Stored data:
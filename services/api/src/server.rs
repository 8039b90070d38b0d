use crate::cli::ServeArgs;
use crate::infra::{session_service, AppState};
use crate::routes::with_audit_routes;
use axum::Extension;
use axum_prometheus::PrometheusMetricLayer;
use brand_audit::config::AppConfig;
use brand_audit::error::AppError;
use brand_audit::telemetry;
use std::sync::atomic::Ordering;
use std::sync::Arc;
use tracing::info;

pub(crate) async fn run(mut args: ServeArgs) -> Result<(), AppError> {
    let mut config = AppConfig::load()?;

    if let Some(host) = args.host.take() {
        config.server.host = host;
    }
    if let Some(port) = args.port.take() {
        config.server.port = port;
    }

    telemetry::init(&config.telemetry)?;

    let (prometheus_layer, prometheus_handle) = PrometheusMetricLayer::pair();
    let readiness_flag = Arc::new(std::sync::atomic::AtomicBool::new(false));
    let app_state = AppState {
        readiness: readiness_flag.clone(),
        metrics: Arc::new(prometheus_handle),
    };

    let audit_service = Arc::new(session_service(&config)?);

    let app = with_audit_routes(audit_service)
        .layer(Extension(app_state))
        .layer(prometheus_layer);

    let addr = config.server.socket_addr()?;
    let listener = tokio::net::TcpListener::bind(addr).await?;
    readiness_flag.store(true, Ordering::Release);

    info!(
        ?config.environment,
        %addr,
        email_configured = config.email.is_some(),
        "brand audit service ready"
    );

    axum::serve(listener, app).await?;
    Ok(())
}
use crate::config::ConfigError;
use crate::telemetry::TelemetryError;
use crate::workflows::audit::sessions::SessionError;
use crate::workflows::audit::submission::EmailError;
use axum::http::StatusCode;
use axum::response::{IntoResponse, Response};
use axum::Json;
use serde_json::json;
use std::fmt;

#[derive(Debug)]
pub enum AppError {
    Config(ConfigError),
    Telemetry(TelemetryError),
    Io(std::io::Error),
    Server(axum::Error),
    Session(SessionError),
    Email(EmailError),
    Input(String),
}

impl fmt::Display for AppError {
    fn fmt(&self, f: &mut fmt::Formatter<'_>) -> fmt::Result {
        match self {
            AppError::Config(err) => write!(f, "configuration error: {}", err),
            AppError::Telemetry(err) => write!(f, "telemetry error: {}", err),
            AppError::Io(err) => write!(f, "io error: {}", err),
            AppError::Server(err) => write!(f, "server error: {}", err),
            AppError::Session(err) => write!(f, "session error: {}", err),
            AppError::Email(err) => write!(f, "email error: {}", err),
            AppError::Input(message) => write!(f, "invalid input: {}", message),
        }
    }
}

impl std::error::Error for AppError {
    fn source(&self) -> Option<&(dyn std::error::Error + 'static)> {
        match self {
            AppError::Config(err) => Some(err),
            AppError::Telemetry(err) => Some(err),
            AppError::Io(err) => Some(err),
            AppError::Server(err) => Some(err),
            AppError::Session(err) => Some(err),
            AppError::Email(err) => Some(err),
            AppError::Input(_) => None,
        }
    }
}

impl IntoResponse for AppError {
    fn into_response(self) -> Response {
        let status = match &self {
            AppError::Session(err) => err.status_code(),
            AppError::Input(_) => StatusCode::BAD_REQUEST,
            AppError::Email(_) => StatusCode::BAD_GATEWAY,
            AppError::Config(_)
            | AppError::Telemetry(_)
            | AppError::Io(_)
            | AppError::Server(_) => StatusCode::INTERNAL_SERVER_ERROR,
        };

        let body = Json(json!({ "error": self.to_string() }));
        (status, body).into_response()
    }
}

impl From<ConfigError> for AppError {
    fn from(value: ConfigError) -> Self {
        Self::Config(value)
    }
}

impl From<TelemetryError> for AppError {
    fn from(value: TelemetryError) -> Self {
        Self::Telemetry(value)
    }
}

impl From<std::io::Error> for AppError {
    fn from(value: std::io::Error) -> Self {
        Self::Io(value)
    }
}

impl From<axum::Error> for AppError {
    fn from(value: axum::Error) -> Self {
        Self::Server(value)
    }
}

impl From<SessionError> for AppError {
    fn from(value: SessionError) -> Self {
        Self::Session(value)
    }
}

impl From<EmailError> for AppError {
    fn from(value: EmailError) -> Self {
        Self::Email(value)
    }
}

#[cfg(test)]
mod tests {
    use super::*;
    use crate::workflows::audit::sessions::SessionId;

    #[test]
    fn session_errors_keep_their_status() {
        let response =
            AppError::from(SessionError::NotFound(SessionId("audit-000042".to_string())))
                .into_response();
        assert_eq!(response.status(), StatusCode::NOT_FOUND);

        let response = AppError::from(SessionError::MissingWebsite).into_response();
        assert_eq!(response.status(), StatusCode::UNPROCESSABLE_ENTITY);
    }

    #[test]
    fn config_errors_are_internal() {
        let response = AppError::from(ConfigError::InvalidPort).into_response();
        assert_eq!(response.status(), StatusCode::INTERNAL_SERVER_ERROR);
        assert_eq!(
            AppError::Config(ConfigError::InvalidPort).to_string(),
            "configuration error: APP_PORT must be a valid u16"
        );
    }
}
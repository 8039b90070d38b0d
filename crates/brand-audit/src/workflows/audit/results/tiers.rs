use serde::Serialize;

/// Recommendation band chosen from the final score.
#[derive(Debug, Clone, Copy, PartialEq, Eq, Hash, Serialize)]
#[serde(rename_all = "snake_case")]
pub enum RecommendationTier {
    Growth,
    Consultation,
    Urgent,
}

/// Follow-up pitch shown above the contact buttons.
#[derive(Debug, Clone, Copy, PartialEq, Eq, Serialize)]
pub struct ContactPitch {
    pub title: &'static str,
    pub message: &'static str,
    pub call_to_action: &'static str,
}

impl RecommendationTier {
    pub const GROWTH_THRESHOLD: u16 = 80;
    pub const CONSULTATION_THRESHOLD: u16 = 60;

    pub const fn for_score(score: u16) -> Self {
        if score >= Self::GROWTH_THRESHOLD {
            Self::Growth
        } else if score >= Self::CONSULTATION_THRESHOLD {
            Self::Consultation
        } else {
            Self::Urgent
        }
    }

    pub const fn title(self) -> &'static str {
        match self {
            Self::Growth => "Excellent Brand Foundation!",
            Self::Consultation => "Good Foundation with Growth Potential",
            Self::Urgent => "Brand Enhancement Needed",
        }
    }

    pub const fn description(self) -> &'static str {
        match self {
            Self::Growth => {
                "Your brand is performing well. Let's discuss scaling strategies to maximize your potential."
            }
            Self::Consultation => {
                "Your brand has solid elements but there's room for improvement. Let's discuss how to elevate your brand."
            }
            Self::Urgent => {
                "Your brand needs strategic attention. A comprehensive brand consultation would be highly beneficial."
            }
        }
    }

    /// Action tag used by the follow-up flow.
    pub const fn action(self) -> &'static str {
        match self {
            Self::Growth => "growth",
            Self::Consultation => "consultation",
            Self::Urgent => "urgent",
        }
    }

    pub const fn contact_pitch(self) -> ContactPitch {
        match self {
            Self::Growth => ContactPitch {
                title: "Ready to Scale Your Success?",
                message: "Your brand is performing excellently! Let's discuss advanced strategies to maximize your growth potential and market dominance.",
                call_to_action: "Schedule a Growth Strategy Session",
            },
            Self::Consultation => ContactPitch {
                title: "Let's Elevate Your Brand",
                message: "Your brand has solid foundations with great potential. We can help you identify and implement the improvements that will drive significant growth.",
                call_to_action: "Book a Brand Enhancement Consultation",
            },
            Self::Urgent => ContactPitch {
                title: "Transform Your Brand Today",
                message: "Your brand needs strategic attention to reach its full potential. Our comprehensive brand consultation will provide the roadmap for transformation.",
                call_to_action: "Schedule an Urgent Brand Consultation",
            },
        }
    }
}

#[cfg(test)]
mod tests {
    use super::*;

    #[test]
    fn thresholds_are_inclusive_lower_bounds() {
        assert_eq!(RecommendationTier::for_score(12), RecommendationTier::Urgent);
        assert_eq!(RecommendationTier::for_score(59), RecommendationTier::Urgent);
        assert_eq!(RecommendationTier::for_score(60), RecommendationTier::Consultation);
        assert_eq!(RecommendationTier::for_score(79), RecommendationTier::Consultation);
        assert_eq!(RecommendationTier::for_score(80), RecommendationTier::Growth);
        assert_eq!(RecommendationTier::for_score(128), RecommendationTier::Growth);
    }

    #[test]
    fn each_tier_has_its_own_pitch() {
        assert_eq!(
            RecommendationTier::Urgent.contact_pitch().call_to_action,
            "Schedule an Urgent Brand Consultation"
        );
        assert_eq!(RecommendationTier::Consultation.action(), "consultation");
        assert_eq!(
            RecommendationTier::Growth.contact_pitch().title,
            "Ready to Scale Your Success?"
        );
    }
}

— TO DO —
Quote, word for word, every line starting at the one that contains "has solid foundations" and ending with the final line of the entries.

— RESPONSE AREA —
                message: "Your brand has solid foundations with great potential. We can help you identify and implement the improvements that will drive significant growth.",
                call_to_action: "Book a Brand Enhancement Consultation",
            },
            Self::Urgent => ContactPitch {
                title: "Transform Your Brand Today",
                message: "Your brand needs strategic attention to reach its full potential. Our comprehensive brand consultation will provide the roadmap for transformation.",
                call_to_action: "Schedule an Urgent Brand Consultation",
            },
        }
    }
}

#[cfg(test)]
mod tests {
    use super::*;

    #[test]
    fn thresholds_are_inclusive_lower_bounds() {
        assert_eq!(RecommendationTier::for_score(12), RecommendationTier::Urgent);
        assert_eq!(RecommendationTier::for_score(59), RecommendationTier::Urgent);
        assert_eq!(RecommendationTier::for_score(60), RecommendationTier::Consultation);
        assert_eq!(RecommendationTier::for_score(79), RecommendationTier::Consultation);
        assert_eq!(RecommendationTier::for_score(80), RecommendationTier::Growth);
        assert_eq!(RecommendationTier::for_score(128), RecommendationTier::Growth);
    }

    #[test]
    fn each_tier_has_its_own_pitch() {
        assert_eq!(
            RecommendationTier::Urgent.contact_pitch().call_to_action,
            "Schedule an Urgent Brand Consultation"
        );
        assert_eq!(RecommendationTier::Consultation.action(), "consultation");
        assert_eq!(
            RecommendationTier::Growth.contact_pitch().title,
            "Ready to Scale Your Success?"
        );
    }
}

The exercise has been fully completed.